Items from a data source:
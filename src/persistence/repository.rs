//! Database Repositories
//!
//! Data access for strategy configuration, the trade ledger, and the
//! decision audit log.

use chrono::{DateTime, Utc};
use tracing::{debug, error};

use super::models::*;
use super::{DatabaseError, DbPool};
use crate::domain::entities::strategy::StrategyConfig;

/// Strategy configuration reads
#[derive(Clone)]
pub struct StrategyRepository {
    pool: DbPool,
}

impl StrategyRepository {
    pub fn new(pool: DbPool) -> Self {
        Self { pool }
    }

    /// Fetch a strategy scoped to its owner; defaults applied at load.
    pub async fn get(
        &self,
        strategy_id: &str,
        user_id: &str,
    ) -> Result<Option<StrategyConfig>, DatabaseError> {
        let row = sqlx::query_as::<_, StrategyRow>(
            "SELECT id, user_id, enable_unified_decisions, min_hold_period_ms,
                    cooldown_between_opposite_actions_ms, confidence_override_threshold,
                    take_profit_percentage, stop_loss_percentage, min_edge_bps_for_exit,
                    min_profit_eur_for_exit, confidence_threshold_for_exit, is_system_operator
             FROM strategies WHERE id = ?1 AND user_id = ?2",
        )
        .bind(strategy_id)
        .bind(user_id)
        .fetch_optional(&self.pool)
        .await
        .map_err(|e| {
            error!("Failed to load strategy {}: {}", strategy_id, e);
            DatabaseError::QueryError(format!("Failed to load strategy: {}", e))
        })?;

        Ok(row.map(StrategyRow::materialize))
    }
}

/// Trade ledger reads and writes
#[derive(Clone)]
pub struct TradeRepository {
    pool: DbPool,
}

impl TradeRepository {
    pub fn new(pool: DbPool) -> Self {
        Self { pool }
    }

    /// Insert exactly one trade row for an executed decision.
    pub async fn insert(&self, trade: CreateTrade) -> Result<TradeRecord, DatabaseError> {
        let id = format!(
            "trade_{}_{}",
            trade.request_id,
            Utc::now().timestamp_millis()
        );
        let now = Utc::now();

        let record = sqlx::query_as::<_, TradeRecord>(
            r#"
            INSERT INTO trades (
                id, user_id, strategy_id, symbol, side, amount, price,
                total_value, original_purchase_amount, decision_path,
                request_id, executed_at
            )
            VALUES (?1, ?2, ?3, ?4, ?5, ?6, ?7, ?8, ?9, ?10, ?11, ?12)
            RETURNING *
            "#,
        )
        .bind(&id)
        .bind(&trade.user_id)
        .bind(&trade.strategy_id)
        .bind(&trade.symbol)
        .bind(&trade.side)
        .bind(trade.amount)
        .bind(trade.price)
        .bind(trade.total_value)
        .bind(trade.original_purchase_amount)
        .bind(&trade.decision_path)
        .bind(&trade.request_id)
        .bind(now)
        .fetch_one(&self.pool)
        .await
        .map_err(|e| {
            error!("Failed to insert trade for {}: {}", trade.symbol, e);
            DatabaseError::QueryError(format!("Failed to insert trade: {}", e))
        })?;

        debug!(
            "Recorded {} {} {} via {}",
            record.side, record.amount, record.symbol, record.decision_path
        );
        Ok(record)
    }

    /// Trades for one (user, strategy, symbol) executed since `window_start`,
    /// newest first. Feeds the conflict detector.
    pub async fn recent_for_key(
        &self,
        user_id: &str,
        strategy_id: &str,
        symbol: &str,
        window_start: DateTime<Utc>,
    ) -> Result<Vec<TradeRecord>, DatabaseError> {
        sqlx::query_as::<_, TradeRecord>(
            "SELECT * FROM trades
             WHERE user_id = ?1 AND strategy_id = ?2 AND symbol = ?3 AND executed_at >= ?4
             ORDER BY executed_at DESC",
        )
        .bind(user_id)
        .bind(strategy_id)
        .bind(symbol)
        .bind(window_start)
        .fetch_all(&self.pool)
        .await
        .map_err(|e| {
            error!("Failed to load recent trades for {}: {}", symbol, e);
            DatabaseError::QueryError(format!("Failed to load recent trades: {}", e))
        })
    }

    /// Full trade history for one (user, strategy, symbol), oldest first.
    /// Feeds FIFO position reconstruction.
    pub async fn position_history(
        &self,
        user_id: &str,
        strategy_id: &str,
        symbol: &str,
    ) -> Result<Vec<TradeRecord>, DatabaseError> {
        sqlx::query_as::<_, TradeRecord>(
            "SELECT * FROM trades
             WHERE user_id = ?1 AND strategy_id = ?2 AND symbol = ?3
             ORDER BY executed_at ASC",
        )
        .bind(user_id)
        .bind(strategy_id)
        .bind(symbol)
        .fetch_all(&self.pool)
        .await
        .map_err(|e| {
            error!("Failed to load position history for {}: {}", symbol, e);
            DatabaseError::QueryError(format!("Failed to load position history: {}", e))
        })
    }

    /// Signed sum of all trade values for a user (BUY negative, SELL
    /// positive). Added to the configured initial balance this is the
    /// running available balance.
    pub async fn signed_balance(&self, user_id: &str) -> Result<f64, DatabaseError> {
        let row: (Option<f64>,) = sqlx::query_as(
            "SELECT SUM(CASE WHEN side = 'buy' THEN -total_value ELSE total_value END)
             FROM trades WHERE user_id = ?1",
        )
        .bind(user_id)
        .fetch_one(&self.pool)
        .await
        .map_err(|e| {
            error!("Failed to compute balance for {}: {}", user_id, e);
            DatabaseError::QueryError(format!("Failed to compute balance: {}", e))
        })?;

        Ok(row.0.unwrap_or(0.0))
    }
}

/// Best-effort audit writer. Insert failures are logged and swallowed by
/// the caller; they must never fail the primary decision.
#[derive(Clone)]
pub struct DecisionLogRepository {
    pool: DbPool,
}

impl DecisionLogRepository {
    pub fn new(pool: DbPool) -> Self {
        Self { pool }
    }

    pub async fn insert(&self, entry: CreateDecisionLog) -> Result<(), DatabaseError> {
        sqlx::query(
            r#"
            INSERT INTO decision_log (
                request_id, user_id, strategy_id, symbol, side, source,
                action, reason, confidence, metadata, created_at
            )
            VALUES (?1, ?2, ?3, ?4, ?5, ?6, ?7, ?8, ?9, ?10, ?11)
            "#,
        )
        .bind(&entry.request_id)
        .bind(&entry.user_id)
        .bind(&entry.strategy_id)
        .bind(&entry.symbol)
        .bind(&entry.side)
        .bind(&entry.source)
        .bind(&entry.action)
        .bind(&entry.reason)
        .bind(entry.confidence)
        .bind(&entry.metadata)
        .bind(Utc::now())
        .execute(&self.pool)
        .await
        .map_err(|e| DatabaseError::QueryError(format!("Failed to insert decision log: {}", e)))?;

        Ok(())
    }
}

> **Exercise objective**
Exactly as they stand, write out all of the entries.

> **Your response**
filename src/persistence/repository.rs
//! Database Repositories
//!
//! Data access for strategy configuration, the trade ledger, and the
//! decision audit log.

use chrono::{DateTime, Utc};
use tracing::{debug, error};

use super::models::*;
use super::{DatabaseError, DbPool};
use crate::domain::entities::strategy::StrategyConfig;

/// Strategy configuration reads
#[derive(Clone)]
pub struct StrategyRepository {
    pool: DbPool,
}

impl StrategyRepository {
    pub fn new(pool: DbPool) -> Self {
        Self { pool }
    }

    /// Fetch a strategy scoped to its owner; defaults applied at load.
    pub async fn get(
        &self,
        strategy_id: &str,
        user_id: &str,
    ) -> Result<Option<StrategyConfig>, DatabaseError> {
        let row = sqlx::query_as::<_, StrategyRow>(
            "SELECT id, user_id, enable_unified_decisions, min_hold_period_ms,
                    cooldown_between_opposite_actions_ms, confidence_override_threshold,
                    take_profit_percentage, stop_loss_percentage, min_edge_bps_for_exit,
                    min_profit_eur_for_exit, confidence_threshold_for_exit, is_system_operator
             FROM strategies WHERE id = ?1 AND user_id = ?2",
        )
        .bind(strategy_id)
        .bind(user_id)
        .fetch_optional(&self.pool)
        .await
        .map_err(|e| {
            error!("Failed to load strategy {}: {}", strategy_id, e);
            DatabaseError::QueryError(format!("Failed to load strategy: {}", e))
        })?;

        Ok(row.map(StrategyRow::materialize))
    }
}

/// Trade ledger reads and writes
#[derive(Clone)]
pub struct TradeRepository {
    pool: DbPool,
}

impl TradeRepository {
    pub fn new(pool: DbPool) -> Self {
        Self { pool }
    }

    /// Insert exactly one trade row for an executed decision.
    pub async fn insert(&self, trade: CreateTrade) -> Result<TradeRecord, DatabaseError> {
        let id = format!(
            "trade_{}_{}",
            trade.request_id,
            Utc::now().timestamp_millis()
        );
        let now = Utc::now();

        let record = sqlx::query_as::<_, TradeRecord>(
            r#"
            INSERT INTO trades (
                id, user_id, strategy_id, symbol, side, amount, price,
                total_value, original_purchase_amount, decision_path,
                request_id, executed_at
            )
            VALUES (?1, ?2, ?3, ?4, ?5, ?6, ?7, ?8, ?9, ?10, ?11, ?12)
            RETURNING *
            "#,
        )
        .bind(&id)
        .bind(&trade.user_id)
        .bind(&trade.strategy_id)
        .bind(&trade.symbol)
        .bind(&trade.side)
        .bind(trade.amount)
        .bind(trade.price)
        .bind(trade.total_value)
        .bind(trade.original_purchase_amount)
        .bind(&trade.decision_path)
        .bind(&trade.request_id)
        .bind(now)
        .fetch_one(&self.pool)
        .await
        .map_err(|e| {
            error!("Failed to insert trade for {}: {}", trade.symbol, e);
            DatabaseError::QueryError(format!("Failed to insert trade: {}", e))
        })?;

        debug!(
            "Recorded {} {} {} via {}",
            record.side, record.amount, record.symbol, record.decision_path
        );
        Ok(record)
    }

    /// Trades for one (user, strategy, symbol) executed since `window_start`,
    /// newest first. Feeds the conflict detector.
    pub async fn recent_for_key(
        &self,
        user_id: &str,
        strategy_id: &str,
        symbol: &str,
        window_start: DateTime<Utc>,
    ) -> Result<Vec<TradeRecord>, DatabaseError> {
        sqlx::query_as::<_, TradeRecord>(
            "SELECT * FROM trades
             WHERE user_id = ?1 AND strategy_id = ?2 AND symbol = ?3 AND executed_at >= ?4
             ORDER BY executed_at DESC",
        )
        .bind(user_id)
        .bind(strategy_id)
        .bind(symbol)
        .bind(window_start)
        .fetch_all(&self.pool)
        .await
        .map_err(|e| {
            error!("Failed to load recent trades for {}: {}", symbol, e);
            DatabaseError::QueryError(format!("Failed to load recent trades: {}", e))
        })
    }

    /// Full trade history for one (user, strategy, symbol), oldest first.
    /// Feeds FIFO position reconstruction.
    pub async fn position_history(
        &self,
        user_id: &str,
        strategy_id: &str,
        symbol: &str,
    ) -> Result<Vec<TradeRecord>, DatabaseError> {
        sqlx::query_as::<_, TradeRecord>(
            "SELECT * FROM trades
             WHERE user_id = ?1 AND strategy_id = ?2 AND symbol = ?3
             ORDER BY executed_at ASC",
        )
        .bind(user_id)
        .bind(strategy_id)
        .bind(symbol)
        .fetch_all(&self.pool)
        .await
        .map_err(|e| {
            error!("Failed to load position history for {}: {}", symbol, e);
            DatabaseError::QueryError(format!("Failed to load position history: {}", e))
        })
    }

    /// Signed sum of all trade values for a user (BUY negative, SELL
    /// positive). Added to the configured initial balance this is the
    /// running available balance.
    pub async fn signed_balance(&self, user_id: &str) -> Result<f64, DatabaseError> {
        let row: (Option<f64>,) = sqlx::query_as(
            "SELECT SUM(CASE WHEN side = 'buy' THEN -total_value ELSE total_value END)
             FROM trades WHERE user_id = ?1",
        )
        .bind(user_id)
        .fetch_one(&self.pool)
        .await
        .map_err(|e| {
            error!("Failed to compute balance for {}: {}", user_id, e);
            DatabaseError::QueryError(format!("Failed to compute balance: {}", e))
        })?;

        Ok(row.0.unwrap_or(0.0))
    }
}

/// Best-effort audit writer. Insert failures are logged and swallowed by
/// the caller; they must never fail the primary decision.
#[derive(Clone)]
pub struct DecisionLogRepository {
    pool: DbPool,
}

impl DecisionLogRepository {
    pub fn new(pool: DbPool) -> Self {
        Self { pool }
    }

    pub async fn insert(&self, entry: CreateDecisionLog) -> Result<(), DatabaseError> {
        sqlx::query(
            r#"
            INSERT INTO decision_log (
                request_id, user_id, strategy_id, symbol, side, source,
                action, reason, confidence, metadata, created_at
            )
            VALUES (?1, ?2, ?3, ?4, ?5, ?6, ?7, ?8, ?9, ?10, ?11)
            "#,
        )
        .bind(&entry.request_id)
        .bind(&entry.user_id)
        .bind(&entry.strategy_id)
        .bind(&entry.symbol)
        .bind(&entry.side)
        .bind(&entry.source)
        .bind(&entry.action)
        .bind(&entry.reason)
        .bind(entry.confidence)
        .bind(&entry.metadata)
        .bind(Utc::now())
        .execute(&self.pool)
        .await
        .map_err(|e| DatabaseError::QueryError(format!("Failed to insert decision log: {}", e)))?;

        Ok(())
    }
}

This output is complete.